[Rd] Non identical numerical results from R code vs C/C++ code?
Duncan Murdoch
murdoch.duncan at gmail.com
Fri Sep 10 13:00:25 CEST 2010
On 10/09/2010 6:46 AM, Renaud Gaujoux wrote:
> Hi,
>
> suppose you have two versions of the same algorithm: one in pure R, the
> other one in C/C++ called via .Call().
> Assuming there is no bug in the implementations (i.e. they both do the
> same thing), is there any well known reason why the C/C++ implementation
> could return numerical results non identical to the one obtained from
> the pure R code? (e.g. could it be rounding errors? please explain.)
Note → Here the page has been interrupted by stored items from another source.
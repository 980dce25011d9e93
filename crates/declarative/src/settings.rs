//! Option-settings reconciliation
//!
//! Option settings are namespaced key/value pairs attached to environments and
//! configuration templates. Diffing them is additive: a desired setting is
//! either new, changed, or already satisfied by the observed set. Settings that
//! are only present in the observed set are never reported.
//!
//! Whether an observed value satisfies a desired one is decided per
//! `(Namespace, OptionName)` by an [`EquivalenceTable`]. Most options need an
//! exact match; list-valued options such as security groups and subnets are
//! satisfied when every desired token is already configured.

use crate::types::{Change, NEW_VALUE};
use serde::{Deserialize, Serialize};
use std::collections::{BTreeMap, BTreeSet, HashSet};
use std::fmt;

/// A namespaced configuration option
#[derive(Debug, Clone, PartialEq, Eq, Hash, Serialize, Deserialize)]
#[serde(rename_all = "PascalCase")]
pub struct OptionSetting {
    /// Option namespace (e.g. `aws:autoscaling:launchconfiguration`)
    pub namespace: String,
    /// Option name within the namespace
    pub option_name: String,
    /// Option value
    pub value: String,
}

impl OptionSetting {
    /// Create a new option setting
    pub fn new(
        namespace: impl Into<String>,
        option_name: impl Into<String>,
        value: impl Into<String>,
    ) -> Self {
        Self {
            namespace: namespace.into(),
            option_name: option_name.into(),
            value: value.into(),
        }
    }

    /// The `Namespace:OptionName` key used in change reports
    pub fn key(&self) -> String {
        format!("{}:{}", self.namespace, self.option_name)
    }

    /// Whether this setting addresses the same option as `other`
    pub fn same_option(&self, other: &Self) -> bool {
        self.namespace == other.namespace && self.option_name == other.option_name
    }
}

impl fmt::Display for OptionSetting {
    fn fmt(&self, f: &mut fmt::Formatter<'_>) -> fmt::Result {
        write!(f, "{}={}", self.key(), self.value)
    }
}

/// Return the first setting whose `(Namespace, OptionName)` was already seen
pub fn find_duplicate(settings: &[OptionSetting]) -> Option<&OptionSetting> {
    let mut seen = HashSet::new();
    settings
        .iter()
        .find(|s| !seen.insert((s.namespace.as_str(), s.option_name.as_str())))
}

/// How an observed value is compared against a desired value
#[derive(Debug, Clone, Copy, PartialEq, Eq, Default, Serialize, Deserialize)]
#[serde(rename_all = "lowercase")]
pub enum Equivalence {
    /// Values must be byte-for-byte equal
    #[default]
    Exact,
    /// Desired comma-separated tokens must all appear in the observed value
    Subset,
}

impl Equivalence {
    /// Whether `observed` already satisfies `desired`
    pub fn is_satisfied(self, desired: &str, observed: &str) -> bool {
        if desired == observed {
            return true;
        }
        match self {
            Self::Exact => false,
            Self::Subset => tokens(desired).is_subset(&tokens(observed)),
        }
    }
}

fn tokens(value: &str) -> BTreeSet<&str> {
    value.split(',').map(str::trim).collect()
}

const SUBSET_NAMESPACES: [&str; 2] = ["aws:autoscaling:launchconfiguration", "aws:ec2:vpc"];
const SUBSET_OPTIONS: [&str; 3] = ["SecurityGroups", "ELBSubnets", "Subnets"];

/// Maps `(Namespace, OptionName)` to an [`Equivalence`] strategy
///
/// Options without a rule compare exactly.
#[derive(Debug, Clone, PartialEq, Eq)]
pub struct EquivalenceTable {
    rules: BTreeMap<(String, String), Equivalence>,
}

impl EquivalenceTable {
    /// A table with no rules; every option compares exactly
    pub fn empty() -> Self {
        Self {
            rules: BTreeMap::new(),
        }
    }

    /// The platform's built-in rules for list-valued network options
    pub fn platform_defaults() -> Self {
        let mut table = Self::empty();
        for namespace in SUBSET_NAMESPACES {
            for option in SUBSET_OPTIONS {
                table.insert(namespace, option, Equivalence::Subset);
            }
        }
        table
    }

    /// Add or replace a rule
    pub fn insert(
        &mut self,
        namespace: impl Into<String>,
        option_name: impl Into<String>,
        strategy: Equivalence,
    ) {
        self.rules
            .insert((namespace.into(), option_name.into()), strategy);
    }

    /// Builder form of [`EquivalenceTable::insert`]
    pub fn with_rule(
        mut self,
        namespace: impl Into<String>,
        option_name: impl Into<String>,
        strategy: Equivalence,
    ) -> Self {
        self.insert(namespace, option_name, strategy);
        self
    }

    /// Strategy for an option
    pub fn strategy(&self, namespace: &str, option_name: &str) -> Equivalence {
        self.rules
            .get(&(namespace.to_string(), option_name.to_string()))
            .copied()
            .unwrap_or_default()
    }

    /// Number of explicit rules
    pub fn len(&self) -> usize {
        self.rules.len()
    }

    /// Whether the table has no explicit rules
    pub fn is_empty(&self) -> bool {
        self.rules.is_empty()
    }
}

impl Default for EquivalenceTable {
    fn default() -> Self {
        Self::platform_defaults()
    }
}

/// Diff desired option settings against the observed ones
///
/// Changes come out in `desired` order. A repeated `(Namespace, OptionName)`
/// in `desired` is only considered once (first occurrence wins).
pub fn diff_settings(
    desired: &[OptionSetting],
    observed: &[OptionSetting],
    table: &EquivalenceTable,
) -> Vec<Change> {
    let mut seen = HashSet::new();
    let mut changes = Vec::new();

    for setting in desired {
        if !seen.insert((setting.namespace.as_str(), setting.option_name.as_str())) {
            log::warn!("Ignoring repeated option setting {}", setting.key());
            continue;
        }

        match observed.iter().find(|o| o.same_option(setting)) {
            Some(current) => {
                let strategy = table.strategy(&setting.namespace, &setting.option_name);
                if !strategy.is_satisfied(&setting.value, &current.value) {
                    changes.push(Change::new(
                        setting.key(),
                        current.value.clone(),
                        setting.value.clone(),
                    ));
                }
            }
            None => changes.push(Change::new(setting.key(), NEW_VALUE, setting.value.clone())),
        }
    }

    changes
}

#[cfg(test)]
mod tests {
    use super::*;

    fn sg(value: &str) -> OptionSetting {
        OptionSetting::new("aws:autoscaling:launchconfiguration", "SecurityGroups", value)
    }

    #[test]
    fn test_subset_security_groups_unchanged() {
        let changes = diff_settings(
            &[sg("sg-1")],
            &[sg("sg-1,sg-2")],
            &EquivalenceTable::default(),
        );
        assert!(changes.is_empty());
    }

    #[test]
    fn test_subset_not_satisfied_reports_change() {
        let changes = diff_settings(
            &[sg("sg-1,sg-3")],
            &[sg("sg-1,sg-2")],
            &EquivalenceTable::default(),
        );
        assert_eq!(changes, vec![Change::new(sg("").key(), "sg-1,sg-2", "sg-1,sg-3")]);
    }

    #[test]
    fn test_subset_compares_against_observed_not_itself() {
        // The desired set must be checked against what is configured.
        let desired = OptionSetting::new("aws:ec2:vpc", "Subnets", "subnet-9");
        let observed = OptionSetting::new("aws:ec2:vpc", "Subnets", "subnet-1,subnet-2");
        let changes = diff_settings(&[desired], &[observed], &EquivalenceTable::default());
        assert_eq!(changes.len(), 1);
        assert_eq!(changes[0].old, "subnet-1,subnet-2");
    }

    #[test]
    fn test_subset_tokens_are_trimmed() {
        let desired = OptionSetting::new("aws:ec2:vpc", "ELBSubnets", "subnet-2, subnet-1");
        let observed = OptionSetting::new("aws:ec2:vpc", "ELBSubnets", "subnet-1,subnet-2");
        assert!(diff_settings(&[desired], &[observed], &EquivalenceTable::default()).is_empty());
    }

    #[test]
    fn test_new_setting_uses_sentinel() {
        let desired = OptionSetting::new("aws:elasticbeanstalk:application:environment", "PARAM1", "bar");
        let changes = diff_settings(&[desired], &[], &EquivalenceTable::default());
        assert_eq!(
            changes,
            vec![Change::new(
                "aws:elasticbeanstalk:application:environment:PARAM1",
                NEW_VALUE,
                "bar"
            )]
        );
    }

    #[test]
    fn test_plain_option_requires_exact_match() {
        let desired = OptionSetting::new("aws:autoscaling:asg", "MaxSize", "4");
        let observed = OptionSetting::new("aws:autoscaling:asg", "MaxSize", "2");
        let changes = diff_settings(&[desired], &[observed], &EquivalenceTable::default());
        assert_eq!(changes, vec![Change::new("aws:autoscaling:asg:MaxSize", "2", "4")]);
    }

    #[test]
    fn test_plain_option_is_not_subset_matched() {
        // Same shape of value, but the option is not in the subset table.
        let desired = OptionSetting::new("aws:autoscaling:asg", "Availability Zones", "a");
        let observed = OptionSetting::new("aws:autoscaling:asg", "Availability Zones", "a,b");
        assert_eq!(
            diff_settings(&[desired], &[observed], &EquivalenceTable::default()).len(),
            1
        );
    }

    #[test]
    fn test_observed_only_settings_are_ignored() {
        let observed = OptionSetting::new("aws:autoscaling:asg", "MinSize", "1");
        assert!(diff_settings(&[], &[observed], &EquivalenceTable::default()).is_empty());
    }

    #[test]
    fn test_changes_follow_desired_order() {
        let desired = vec![
            OptionSetting::new("ns", "b", "2"),
            OptionSetting::new("ns", "a", "1"),
        ];
        let keys: Vec<_> = diff_settings(&desired, &[], &EquivalenceTable::empty())
            .into_iter()
            .map(|c| c.key)
            .collect();
        assert_eq!(keys, vec!["ns:b", "ns:a"]);
    }

    #[test]
    fn test_repeated_desired_key_reported_once() {
        let desired = vec![
            OptionSetting::new("ns", "a", "1"),
            OptionSetting::new("ns", "a", "2"),
        ];
        let changes = diff_settings(&desired, &[], &EquivalenceTable::empty());
        assert_eq!(changes, vec![Change::new("ns:a", NEW_VALUE, "1")]);
        assert_eq!(find_duplicate(&desired).map(|s| s.value.as_str()), Some("2"));
    }

    #[test]
    fn test_custom_rule_extends_table() {
        let table = EquivalenceTable::empty().with_rule("custom:ns", "Hosts", Equivalence::Subset);
        assert_eq!(table.strategy("custom:ns", "Hosts"), Equivalence::Subset);
        assert_eq!(table.strategy("custom:ns", "Other"), Equivalence::Exact);

        let desired = OptionSetting::new("custom:ns", "Hosts", "a");
        let observed = OptionSetting::new("custom:ns", "Hosts", "a,b");
        assert!(diff_settings(&[desired], &[observed], &table).is_empty());
    }

    #[test]
    fn test_platform_defaults_cover_network_options() {
        let table = EquivalenceTable::platform_defaults();
        assert_eq!(table.len(), 6);
        assert_eq!(table.strategy("aws:ec2:vpc", "SecurityGroups"), Equivalence::Subset);
        assert_eq!(
            table.strategy("aws:autoscaling:launchconfiguration", "ELBSubnets"),
            Equivalence::Subset
        );
    }

    #[test]
    fn test_inputs_are_not_mutated() {
        let desired = vec![sg("sg-1")];
        let observed = vec![sg("sg-2")];
        let before = (desired.clone(), observed.clone());
        let _ = diff_settings(&desired, &observed, &EquivalenceTable::default());
        assert_eq!((desired, observed), before);
    }
}
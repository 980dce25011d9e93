//! Per-invocation settings shared by every reconcile flow.

use declarative::{
    Clock, DEFAULT_MAX_WAIT, DEFAULT_POLL_INTERVAL, Differ, EquivalenceTable, SystemClock,
    WaitCallback,
};
use std::time::Duration;

/// How long and how often to poll after a mutation.
#[derive(Debug, Clone, Copy, PartialEq, Eq)]
pub struct WaitConfig {
    /// Overall budget per wait
    pub timeout: Duration,
    /// Delay between polls
    pub interval: Duration,
}

impl WaitConfig {
    /// Create a wait config.
    pub fn new(timeout: Duration, interval: Duration) -> Self {
        Self { timeout, interval }
    }

    /// Replace the timeout.
    pub fn with_timeout(mut self, timeout: Duration) -> Self {
        self.timeout = timeout;
        self
    }
}

impl Default for WaitConfig {
    fn default() -> Self {
        Self {
            timeout: DEFAULT_MAX_WAIT,
            interval: DEFAULT_POLL_INTERVAL,
        }
    }
}

/// Context passed to every reconcile flow.
pub struct ApplyContext<'a> {
    /// Report what would happen without issuing writes
    pub check_mode: bool,
    /// Waiter settings
    pub wait: WaitConfig,
    /// Differ (and its equivalence table)
    pub differ: Differ,
    /// Time source for the waiter
    pub clock: &'a dyn Clock,
    /// Optional waiter progress callback
    pub callback: Option<&'a dyn WaitCallback>,
}

impl<'a> ApplyContext<'a> {
    /// Context with defaults: writes enabled, wall clock, platform table.
    pub fn new() -> Self {
        Self {
            check_mode: false,
            wait: WaitConfig::default(),
            differ: Differ::default(),
            clock: &SystemClock,
            callback: None,
        }
    }

    /// Enable or disable check mode.
    pub fn with_check_mode(mut self, check_mode: bool) -> Self {
        self.check_mode = check_mode;
        self
    }

    /// Replace the wait settings.
    pub fn with_wait(mut self, wait: WaitConfig) -> Self {
        self.wait = wait;
        self
    }

    /// Replace the equivalence table.
    pub fn with_table(mut self, table: EquivalenceTable) -> Self {
        self.differ = Differ::new(table);
        self
    }

    /// Replace the clock.
    pub fn with_clock(mut self, clock: &'a dyn Clock) -> Self {
        self.clock = clock;
        self
    }

    /// Attach a progress callback.
    pub fn with_callback(mut self, callback: &'a dyn WaitCallback) -> Self {
        self.callback = Some(callback);
        self
    }
}

impl Default for ApplyContext<'_> {
    fn default() -> Self {
        Self::new()
    }
}

#[cfg(test)]
mod tests {
    use super::*;
    use declarative::{Equivalence, ManualClock};

    #[test]
    fn test_defaults() {
        let ctx = ApplyContext::new();
        assert!(!ctx.check_mode);
        assert_eq!(ctx.wait.timeout, Duration::from_secs(900));
        assert_eq!(ctx.wait.interval, Duration::from_secs(15));
        assert_eq!(
            ctx.differ.table().strategy("aws:ec2:vpc", "Subnets"),
            Equivalence::Subset
        );
    }

    #[test]
    fn test_builders() {
        let clock = ManualClock::new();
        let ctx = ApplyContext::new()
            .with_check_mode(true)
            .with_wait(WaitConfig::default().with_timeout(Duration::from_secs(30)))
            .with_table(EquivalenceTable::empty())
            .with_clock(&clock);
        assert!(ctx.check_mode);
        assert_eq!(ctx.wait.timeout, Duration::from_secs(30));
        assert!(ctx.differ.table().is_empty());
    }
}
> Has anybody had a similar experience?
R often uses extended reals (80 bit floating point values on Intel
chips) for intermediate values. C compilers may or may not do that.
>
> By not identical, I mean very small differences (< 2.4 e-14), but enough
> to have identical() returning FALSE. Maybe I should not bother, but I
> want to be sure where the differences come from, at least by mere curiosity.
>
> Briefly the R code perform multiple matrix product; the C code is an
> optimization of those specific products via custom for loops, where
> entries are not computed in the same order, etc... which improves both
> memory usage and speed. The result is theoretically the same.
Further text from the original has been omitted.